If you look at how the race is shaping up, it’s hard to see how Trump or Carson fall anytime soon. The early primaries are key, both in terms of fundraising and momentum, and Trump and Carson are well-positioned. In Iowa, New Hampshireand South Carolina, Trump and Carson are dominating. Both, moreover, are appealing to conservatives in every corner of the country, from Massachusetts toNevada to Arizona to Florida. They’re not regional candidates, in other words – they can win everywhere.
These numbers ought to terrify the Republican establishment. If either Trump or Carson become the nominee, the GOP will lose in a landslide. The conservative base is comfortable nominating political neophytes for president, but the rest of the country is not. Once the nation sees how breathtakingly ignorant Carson and Trump are in comparison to a Clinton or a Sanders, both of whom have actual political experience, the choice will be obvious.

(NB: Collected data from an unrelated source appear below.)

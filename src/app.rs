// Application state module
// Navigation, zoom and rotation state of the viewer

use crate::settings::Settings;
use std::path::PathBuf;

/// State of the viewer between frames
#[derive(Debug, Clone)]
pub struct ViewerState {
    /// Images in display order
    pub images: Vec<PathBuf>,
    /// Index of the image on screen, `None` while the list is empty
    pub current: Option<usize>,
    /// Zoom level (1.0 = 100%)
    pub scale: f32,
    /// Rotation in degrees, a multiple of 90 in (-360, 360)
    pub angle: i32,
    scale_factor: f32,
    min_scale: f32,
}

impl ViewerState {
    pub fn new(images: Vec<PathBuf>, settings: &Settings) -> Self {
        let current = if images.is_empty() { None } else { Some(0) };
        Self {
            images,
            current,
            scale: 1.0,
            angle: 0,
            scale_factor: settings.scale_factor,
            min_scale: settings.min_scale,
        }
    }

    pub fn current_image(&self) -> Option<&PathBuf> {
        self.images.get(self.current?)
    }

    /// Add images, e.g. after a drop; shows the first one if nothing was shown
    pub fn add_images(&mut self, images: impl IntoIterator<Item = PathBuf>) {
        self.images.extend(images);
        if self.current.is_none() && !self.images.is_empty() {
            self.current = Some(0);
            self.reset_view();
        }
    }

    /// Move to the next image. Returns false at the end of the list.
    pub fn next(&mut self) -> bool {
        match self.current {
            Some(i) if i + 1 < self.images.len() => {
                self.current = Some(i + 1);
                self.reset_view();
                true
            }
            _ => false,
        }
    }

    /// Move to the previous image. Returns false at the start of the list.
    pub fn prev(&mut self) -> bool {
        match self.current {
            Some(i) if i > 0 => {
                self.current = Some(i - 1);
                self.reset_view();
                true
            }
            _ => false,
        }
    }

    pub fn rotate_left(&mut self) {
        self.angle = (self.angle + 90) % 360;
    }

    pub fn rotate_right(&mut self) {
        self.angle = (self.angle - 90) % 360;
    }

    /// Apply a scroll-wheel step, never going below the minimum zoom
    pub fn zoom(&mut self, scroll: f32) {
        self.scale = (self.scale + scroll * self.scale_factor).max(self.min_scale);
    }

    pub fn reset_view(&mut self) {
        self.scale = 1.0;
        self.angle = 0;
    }

    /// Status text shown under the image, e.g. `[2/5](zoom 130.00%) cat.png`
    pub fn status_line(&self) -> String {
        match (self.current, self.current_image()) {
            (Some(i), Some(path)) => format!(
                "[{}/{}](zoom {:.2}%) {}",
                i + 1,
                self.images.len(),
                self.scale * 100.0,
                path.display()
            ),
            _ => "Drag and Drop image(s) file or Folder containing image(s)".to_string(),
        }
    }
}
// Scanner module
// Turns raw config bytes into tokens, interning each lexeme as it goes

use super::error::ConfigError;
use super::pool::{PoolOffset, StringPool};
use super::token::{Token, TokenKind};
use memchr::{memchr, memchr2};
use std::str;

/// Single-pass tokenizer over a config buffer.
///
/// `start` marks the beginning of the lexeme being scanned and `pos` the next
/// unread byte. Tokens are produced on demand by [`Scanner::next_token`].
pub struct Scanner<'a> {
    source: &'a [u8],
    /// Current line number (1-indexed)
    line: usize,
    start: usize,
    pos: usize,
}

impl<'a> Scanner<'a> {
    pub fn new(source: &'a [u8]) -> Self {
        Scanner {
            source,
            line: 1,
            start: 0,
            pos: 0,
        }
    }

    /// Current line number (1-indexed)
    pub fn line(&self) -> usize {
        self.line
    }

    fn is_at_end(&self) -> bool {
        self.pos >= self.source.len()
    }

    fn advance(&mut self) -> Option<u8> {
        let byte = *self.source.get(self.pos)?;
        self.pos += 1;
        Some(byte)
    }

    fn peek(&self) -> Option<u8> {
        self.source.get(self.pos).copied()
    }

    fn error(&self, message: String) -> ConfigError {
        ConfigError::Lexical {
            line: self.line,
            message,
        }
    }

    /// Skip to the end of the current line; the newline itself is left for
    /// the main loop so the line count stays right.
    fn skip_line(&mut self) {
        let rest = &self.source[self.pos..];
        self.pos += memchr(b'\n', rest).unwrap_or(rest.len());
        self.start = self.pos;
    }

    /// Intern `source[from..to]` and build a token for it
    fn emit(
        &mut self,
        kind: TokenKind,
        from: usize,
        to: usize,
        pool: &mut StringPool,
    ) -> Result<Token, ConfigError> {
        let text = str::from_utf8(&self.source[from..to])
            .map_err(|_| self.error("invalid UTF-8 in string".to_string()))?;
        let lexeme = pool.intern(text)?;
        self.start = self.pos;
        Ok(Token {
            kind,
            lexeme,
            line: self.line,
        })
    }

    /// Produce the next token. Returns exactly one `EndOfFile` token once the
    /// input is exhausted.
    pub fn next_token(&mut self, pool: &mut StringPool) -> Result<Token, ConfigError> {
        while let Some(byte) = self.advance() {
            match byte {
                b'#' => self.skip_line(),
                b' ' | b'\t' | b'\r' => self.start = self.pos,
                b'\n' => {
                    self.line += 1;
                    self.start = self.pos;
                }
                b'=' => return self.emit(TokenKind::Assignment, self.start, self.pos, pool),
                b'"' => return self.string(pool),
                b if b.is_ascii_alphabetic() => return self.identifier(pool),
                b if b.is_ascii_digit() => return self.number(pool),
                other => {
                    return Err(self.error(format!("unexpected character {}", describe(other))))
                }
            }
        }

        Ok(Token {
            kind: TokenKind::EndOfFile,
            lexeme: PoolOffset::EMPTY,
            line: self.line,
        })
    }

    /// Scan a quoted string; the opening quote is already consumed.
    /// Strings may not span lines.
    fn string(&mut self, pool: &mut StringPool) -> Result<Token, ConfigError> {
        let content_start = self.pos;
        let rest = &self.source[content_start..];

        let close = match memchr2(b'"', b'\n', rest) {
            Some(i) if rest[i] == b'"' => i,
            _ => return Err(self.error("unterminated string".to_string())),
        };

        let content_end = content_start + close;
        if memchr(0, &self.source[content_start..content_end]).is_some() {
            return Err(self.error("NUL byte in string".to_string()));
        }

        self.pos = content_end + 1;
        self.emit(TokenKind::StringLiteral, content_start, content_end, pool)
    }

    fn identifier(&mut self, pool: &mut StringPool) -> Result<Token, ConfigError> {
        while matches!(self.peek(), Some(b) if b.is_ascii_alphanumeric() || b == b'_') {
            self.pos += 1;
        }
        self.emit(TokenKind::Key, self.start, self.pos, pool)
    }

    /// Scan `digits` or `digits.digits`. Only one decimal point is consumed.
    fn number(&mut self, pool: &mut StringPool) -> Result<Token, ConfigError> {
        self.skip_digits();

        let kind = if self.peek() == Some(b'.') {
            self.pos += 1;
            self.skip_digits();
            TokenKind::FloatLiteral
        } else {
            TokenKind::IntLiteral
        };

        self.emit(kind, self.start, self.pos, pool)
    }

    fn skip_digits(&mut self) {
        while !self.is_at_end() && matches!(self.peek(), Some(b) if b.is_ascii_digit()) {
            self.pos += 1;
        }
    }
}

/// Printable form of an unexpected byte for error messages
fn describe(byte: u8) -> String {
    if byte.is_ascii_graphic() {
        format!("'{}'", byte as char)
    } else {
        format!("byte 0x{:02x}", byte)
    }
}
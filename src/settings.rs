// Settings module
// Application settings: built-in defaults overlaid with values from a config store

use crate::color::Color;
use crate::config::{Store, ValueKind};
use crate::keys::KeyName;
use log::warn;
use std::fmt;
use std::path::PathBuf;
use std::str::FromStr;

/// Keys understood by [`Settings::from_store`]
pub const KNOWN_KEYS: &[&str] = &[
    "window_width",
    "window_height",
    "window_title",
    "framerate",
    "scale_factor",
    "min_scale",
    "message_font_size",
    "bg_color",
    "message_color",
    "message_err_color",
    "next_image",
    "prev_image",
    "rotate_left",
    "rotate_right",
    "reset_view",
    "custom_font",
];

/// Resolved viewer settings
#[derive(Debug, Clone, PartialEq)]
pub struct Settings {
    pub window_width: u32,
    pub window_height: u32,
    pub window_title: String,
    /// Target frames per second
    pub framerate: u32,
    /// Zoom change per scroll-wheel step
    pub scale_factor: f32,
    /// Lower bound for the zoom level
    pub min_scale: f32,
    pub message_font_size: u32,
    pub bg_color: Color,
    pub message_color: Color,
    pub message_err_color: Color,
    pub next_image: KeyName,
    pub prev_image: KeyName,
    pub rotate_left: KeyName,
    pub rotate_right: KeyName,
    pub reset_view: KeyName,
    /// TTF font used for the status line instead of the built-in one
    pub custom_font: Option<PathBuf>,
}

impl Settings {
    /// The built-in defaults, used for every key a config does not set
    pub fn defaults() -> Self {
        Settings {
            window_width: 1000,
            window_height: 700,
            window_title: "Chaksu Image Viewer".to_string(),
            framerate: 60,
            scale_factor: 0.3,
            min_scale: 0.1,
            message_font_size: 20,
            bg_color: Color::rgba(0x28, 0x28, 0x28, 0xff),
            message_color: Color::rgba(0xff, 0xff, 0xff, 0xff),
            message_err_color: Color::rgba(0xff, 0x00, 0x00, 0xff),
            next_image: KeyName::Space,
            prev_image: KeyName::Backspace,
            rotate_left: KeyName::Letter('A'),
            rotate_right: KeyName::Letter('S'),
            reset_view: KeyName::Digit(0),
            custom_font: None,
        }
    }

    /// Overlay the defaults with every valid value in `store`.
    ///
    /// Values of the wrong type or outside their valid range are reported
    /// and ignored, keeping the default.
    pub fn from_store(store: &Store) -> Self {
        for entry in store.records() {
            if !KNOWN_KEYS.contains(&entry.key) {
                warn!("Config: unknown key '{}' ignored", entry.key);
            }
        }

        let defaults = Settings::defaults();
        Settings {
            window_width: int_setting(store, "window_width", defaults.window_width, 1),
            window_height: int_setting(store, "window_height", defaults.window_height, 1),
            window_title: store
                .get_string("window_title")
                .map(str::to_string)
                .unwrap_or_else(|| {
                    expect_kind(store, "window_title", ValueKind::String);
                    defaults.window_title
                }),
            framerate: int_setting(store, "framerate", defaults.framerate, 1),
            scale_factor: float_setting(store, "scale_factor", defaults.scale_factor),
            min_scale: float_setting(store, "min_scale", defaults.min_scale),
            message_font_size: int_setting(
                store,
                "message_font_size",
                defaults.message_font_size,
                1,
            ),
            bg_color: parsed_setting(store, "bg_color", defaults.bg_color),
            message_color: parsed_setting(store, "message_color", defaults.message_color),
            message_err_color: parsed_setting(
                store,
                "message_err_color",
                defaults.message_err_color,
            ),
            next_image: parsed_setting(store, "next_image", defaults.next_image),
            prev_image: parsed_setting(store, "prev_image", defaults.prev_image),
            rotate_left: parsed_setting(store, "rotate_left", defaults.rotate_left),
            rotate_right: parsed_setting(store, "rotate_right", defaults.rotate_right),
            reset_view: parsed_setting(store, "reset_view", defaults.reset_view),
            custom_font: match store.get_string("custom_font") {
                Some("") => None,
                Some(path) => Some(PathBuf::from(path)),
                None => {
                    expect_kind(store, "custom_font", ValueKind::String);
                    defaults.custom_font
                }
            },
        }
    }
}

impl Default for Settings {
    fn default() -> Self {
        Settings::defaults()
    }
}

/// Renders the settings in config file syntax
impl fmt::Display for Settings {
    fn fmt(&self, f: &mut fmt::Formatter<'_>) -> fmt::Result {
        writeln!(f, "window_width = {}", self.window_width)?;
        writeln!(f, "window_height = {}", self.window_height)?;
        writeln!(f, "window_title = \"{}\"", self.window_title)?;
        writeln!(f, "framerate = {}", self.framerate)?;
        writeln!(f, "scale_factor = {:?}", self.scale_factor)?;
        writeln!(f, "min_scale = {:?}", self.min_scale)?;
        writeln!(f, "message_font_size = {}", self.message_font_size)?;
        writeln!(f, "bg_color = \"{}\"", self.bg_color)?;
        writeln!(f, "message_color = \"{}\"", self.message_color)?;
        writeln!(f, "message_err_color = \"{}\"", self.message_err_color)?;
        writeln!(f, "next_image = \"{}\"", self.next_image)?;
        writeln!(f, "prev_image = \"{}\"", self.prev_image)?;
        writeln!(f, "rotate_left = \"{}\"", self.rotate_left)?;
        writeln!(f, "rotate_right = \"{}\"", self.rotate_right)?;
        writeln!(f, "reset_view = \"{}\"", self.reset_view)?;
        match &self.custom_font {
            Some(path) => writeln!(f, "custom_font = \"{}\"", path.display()),
            None => writeln!(f, "# custom_font = \"/path/to/font.ttf\""),
        }
    }
}

/// Warn when `key` is set, but only with a kind other than `expected`
fn expect_kind(store: &Store, key: &str, expected: ValueKind) {
    if store.records().any(|entry| entry.key == key) {
        warn!("Config: '{}' must be a {} value, ignored", key, expected);
    }
}

fn int_setting(store: &Store, key: &str, default: u32, min: u32) -> u32 {
    let Some(value) = store.get_int(key) else {
        expect_kind(store, key, ValueKind::Int);
        return default;
    };

    match u32::try_from(value) {
        Ok(n) if n >= min => n,
        _ => {
            warn!(
                "Config: {} = {} is out of range (minimum {}), using {}",
                key, value, min, default
            );
            default
        }
    }
}

/// Decimal setting; a whole number is accepted too. Must be positive.
fn float_setting(store: &Store, key: &str, default: f32) -> f32 {
    let value = store
        .get_float(key)
        .or_else(|| store.get_int(key).map(|n| n as f64));
    let Some(value) = value else {
        expect_kind(store, key, ValueKind::Float);
        return default;
    };

    let value = value as f32;
    if value.is_finite() && value > 0.0 {
        value
    } else {
        warn!("Config: {} = {} must be positive, using {}", key, value, default);
        default
    }
}

/// String setting validated through `FromStr`
fn parsed_setting<T>(store: &Store, key: &str, default: T) -> T
where
    T: FromStr + fmt::Display,
    T::Err: fmt::Display,
{
    let Some(text) = store.get_string(key) else {
        expect_kind(store, key, ValueKind::String);
        return default;
    };

    match text.parse() {
        Ok(value) => value,
        Err(e) => {
            warn!("Config: {}: {}, using {}", key, e, default);
            default
        }
    }
}
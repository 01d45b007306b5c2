// Value module
// Typed values and records held by a config store

use super::pool::PoolOffset;
use std::fmt;

/// The type a caller asks for when looking up a key.
#[derive(Debug, Clone, Copy, PartialEq, Eq, Hash)]
pub enum ValueKind {
    Int,
    Float,
    String,
}

impl fmt::Display for ValueKind {
    fn fmt(&self, f: &mut fmt::Formatter<'_>) -> fmt::Result {
        match self {
            ValueKind::Int => f.write_str("int"),
            ValueKind::Float => f.write_str("float"),
            ValueKind::String => f.write_str("string"),
        }
    }
}

/// A parsed value. String values point into the owning store's pool.
#[derive(Debug, Clone, Copy, PartialEq)]
pub enum Value {
    Int(i64),
    Float(f64),
    String(PoolOffset),
}

impl Value {
    pub fn kind(&self) -> ValueKind {
        match self {
            Value::Int(_) => ValueKind::Int,
            Value::Float(_) => ValueKind::Float,
            Value::String(_) => ValueKind::String,
        }
    }
}

/// One `key = value` entry, in the order it appeared in the input.
#[derive(Debug, Clone, Copy, PartialEq)]
pub struct Record {
    pub key: PoolOffset,
    pub value: Value,
}

/// A value with its string already resolved against the pool
#[derive(Debug, Clone, Copy, PartialEq)]
pub enum ValueRef<'a> {
    Int(i64),
    Float(f64),
    String(&'a str),
}

impl fmt::Display for ValueRef<'_> {
    fn fmt(&self, f: &mut fmt::Formatter<'_>) -> fmt::Result {
        match self {
            ValueRef::Int(n) => write!(f, "{}", n),
            ValueRef::Float(x) => write!(f, "{:?}", x),
            ValueRef::String(s) => write!(f, "\"{}\"", s),
        }
    }
}

/// A record with key and value resolved, borrowed from a store
#[derive(Debug, Clone, Copy, PartialEq)]
pub struct Entry<'a> {
    pub key: &'a str,
    pub value: ValueRef<'a>,
}

#[cfg(test)]
mod tests {
    use super::*;

    #[test]
    fn test_value_kind() {
        assert_eq!(Value::Int(1).kind(), ValueKind::Int);
        assert_eq!(Value::Float(0.5).kind(), ValueKind::Float);
        assert_eq!(Value::String(PoolOffset(3)).kind(), ValueKind::String);
    }

    #[test]
    fn test_value_ref_display() {
        assert_eq!(ValueRef::Int(800).to_string(), "800");
        assert_eq!(ValueRef::Float(0.3).to_string(), "0.3");
        assert_eq!(ValueRef::Float(2.0).to_string(), "2.0");
        assert_eq!(ValueRef::String("Viewer").to_string(), "\"Viewer\"");
    }
}
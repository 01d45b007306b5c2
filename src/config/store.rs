// Store module
// The parsed configuration: records plus the string pool they point into

use super::buffer::GrowBuffer;
use super::error::{ConfigError, Diagnostic};
use super::parser::Parser;
use super::pool::{PoolOffset, StringPool};
use super::value::{Entry, Record, Value, ValueKind, ValueRef};
use log::debug;
use std::fs;
use std::path::Path;

/// An immutable, typed key/value view of one config input.
///
/// Lookups are type-directed: a key may appear several times with different
/// value kinds and each accessor only sees the records of its kind. Absence is
/// the normal result for optional keys; callers supply their own defaults.
#[derive(Debug, Clone)]
pub struct Store {
    pool: StringPool,
    records: GrowBuffer<Record>,
    diagnostics: Vec<Diagnostic>,
}

impl Store {
    pub(crate) fn new(
        pool: StringPool,
        records: GrowBuffer<Record>,
        diagnostics: Vec<Diagnostic>,
    ) -> Self {
        Store {
            pool,
            records,
            diagnostics,
        }
    }

    /// Parse a complete config held in memory
    pub fn from_bytes(bytes: &[u8]) -> Result<Store, ConfigError> {
        if bytes.is_empty() {
            return Err(ConfigError::EmptyInput);
        }
        Parser::new(bytes)?.parse()
    }

    /// Read and parse a config file. The file buffer is released before
    /// returning, whatever the outcome.
    pub fn from_file(path: impl AsRef<Path>) -> Result<Store, ConfigError> {
        let path = path.as_ref();
        let bytes = fs::read(path).map_err(|source| ConfigError::Io {
            path: path.to_path_buf(),
            source,
        })?;
        debug!("Read {} bytes of config from {}", bytes.len(), path.display());
        Store::from_bytes(&bytes)
    }

    /// First record named `key` whose value has the requested kind
    pub fn get(&self, key: &str, kind: ValueKind) -> Option<Value> {
        self.records
            .iter()
            .find(|record| {
                record.value.kind() == kind && self.pool.resolve(record.key) == Some(key)
            })
            .map(|record| record.value)
    }

    pub fn get_int(&self, key: &str) -> Option<i64> {
        match self.get(key, ValueKind::Int)? {
            Value::Int(n) => Some(n),
            Value::Float(_) | Value::String(_) => None,
        }
    }

    pub fn get_float(&self, key: &str) -> Option<f64> {
        match self.get(key, ValueKind::Float)? {
            Value::Float(x) => Some(x),
            Value::Int(_) | Value::String(_) => None,
        }
    }

    /// The string value of `key`, borrowed from this store's pool
    pub fn get_string(&self, key: &str) -> Option<&str> {
        match self.get(key, ValueKind::String)? {
            Value::String(offset) => self.pool.resolve(offset),
            Value::Int(_) | Value::Float(_) => None,
        }
    }

    /// Resolve a pool offset produced by this store
    pub fn resolve(&self, offset: PoolOffset) -> Option<&str> {
        self.pool.resolve(offset)
    }

    /// All records in input order, with text resolved
    pub fn records(&self) -> impl Iterator<Item = Entry<'_>> + '_ {
        self.records.iter().map(move |record| Entry {
            key: self.pool.resolve(record.key).unwrap_or_default(),
            value: match record.value {
                Value::Int(n) => ValueRef::Int(n),
                Value::Float(x) => ValueRef::Float(x),
                Value::String(offset) => {
                    ValueRef::String(self.pool.resolve(offset).unwrap_or_default())
                }
            },
        })
    }

    /// Raw records in input order
    pub fn raw_records(&self) -> &[Record] {
        self.records.as_slice()
    }

    /// Problems found while parsing; entries they affect were skipped
    pub fn diagnostics(&self) -> &[Diagnostic] {
        &self.diagnostics
    }

    pub fn len(&self) -> usize {
        self.records.len()
    }

    pub fn is_empty(&self) -> bool {
        self.records.is_empty()
    }
}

There are, however, serious conservatives who despise Trump but see a silver lining in his nomination. In July, Bruce Bartlett penned an essay for Politico in which he argued that a massive loss by Trump in a general election would, ultimately, be a good thing for the GOP. Bartlett writes:
The Republican establishment foresees a defeat of Barry Goldwater proportions in the unlikely event Trump wins the Republican presidential nomination. As Trump’s lead in the polls grows, so too does their panic. Yet, for moderate Republicans, a Trump nomination is not something to be feared but welcomed. It is only after a landslide loss by Trump that the GOP can win the White House again. Trump’s nomination would give what’s left of the sane wing of the GOP a chance to reassert control in the wake of his inevitable defeat, because it would prove beyond doubt that the existing conservative coalition cannot win the presidency. A historic thrashing of the know-nothings would verify that compromise and reform are essential to recapture the White House and attract new voters, such as Latinos, who are now alienated from the Republican Party.
I understand Bartlett’s logic, but this borders on wishful thinking. This isn’t 1964, the year Goldwater ran for president. We live in a new political reality, with a completely different information infrastructure. Conservatives, far more than liberals, live in an echo chamber. As Bartlett acknowledges, the “nutty ideas” animating the Republican base have become “staples of Fox News programming, which is the primary source of information for most conservatives.”
No matter what happens in the general election, then, conservatives will find a way to collectively avoid the truth – and Fox News and right wing talk radio will gladly help them.
But let’s indulge Bartlett’s hypothesis. Say Donald Trump wins the nomination and then loses badly to the Democratic nominee. Conservative Republicans can interpret this loss in two ways. On the one hand, they can say, as Bartlett hopes, that Trump lost because he’s too extreme, too unhinged in his views on immigration and women and practically everything else. On the other hand, they can say that Trump lost because he wasn’t extreme enough, because he didn’t double down on whatever they think conservatism is. You can hear the refrain now: Trump used to be pro-choice. He’s anti-trade. He endorsed single-payer health care. He’s not Christian enough.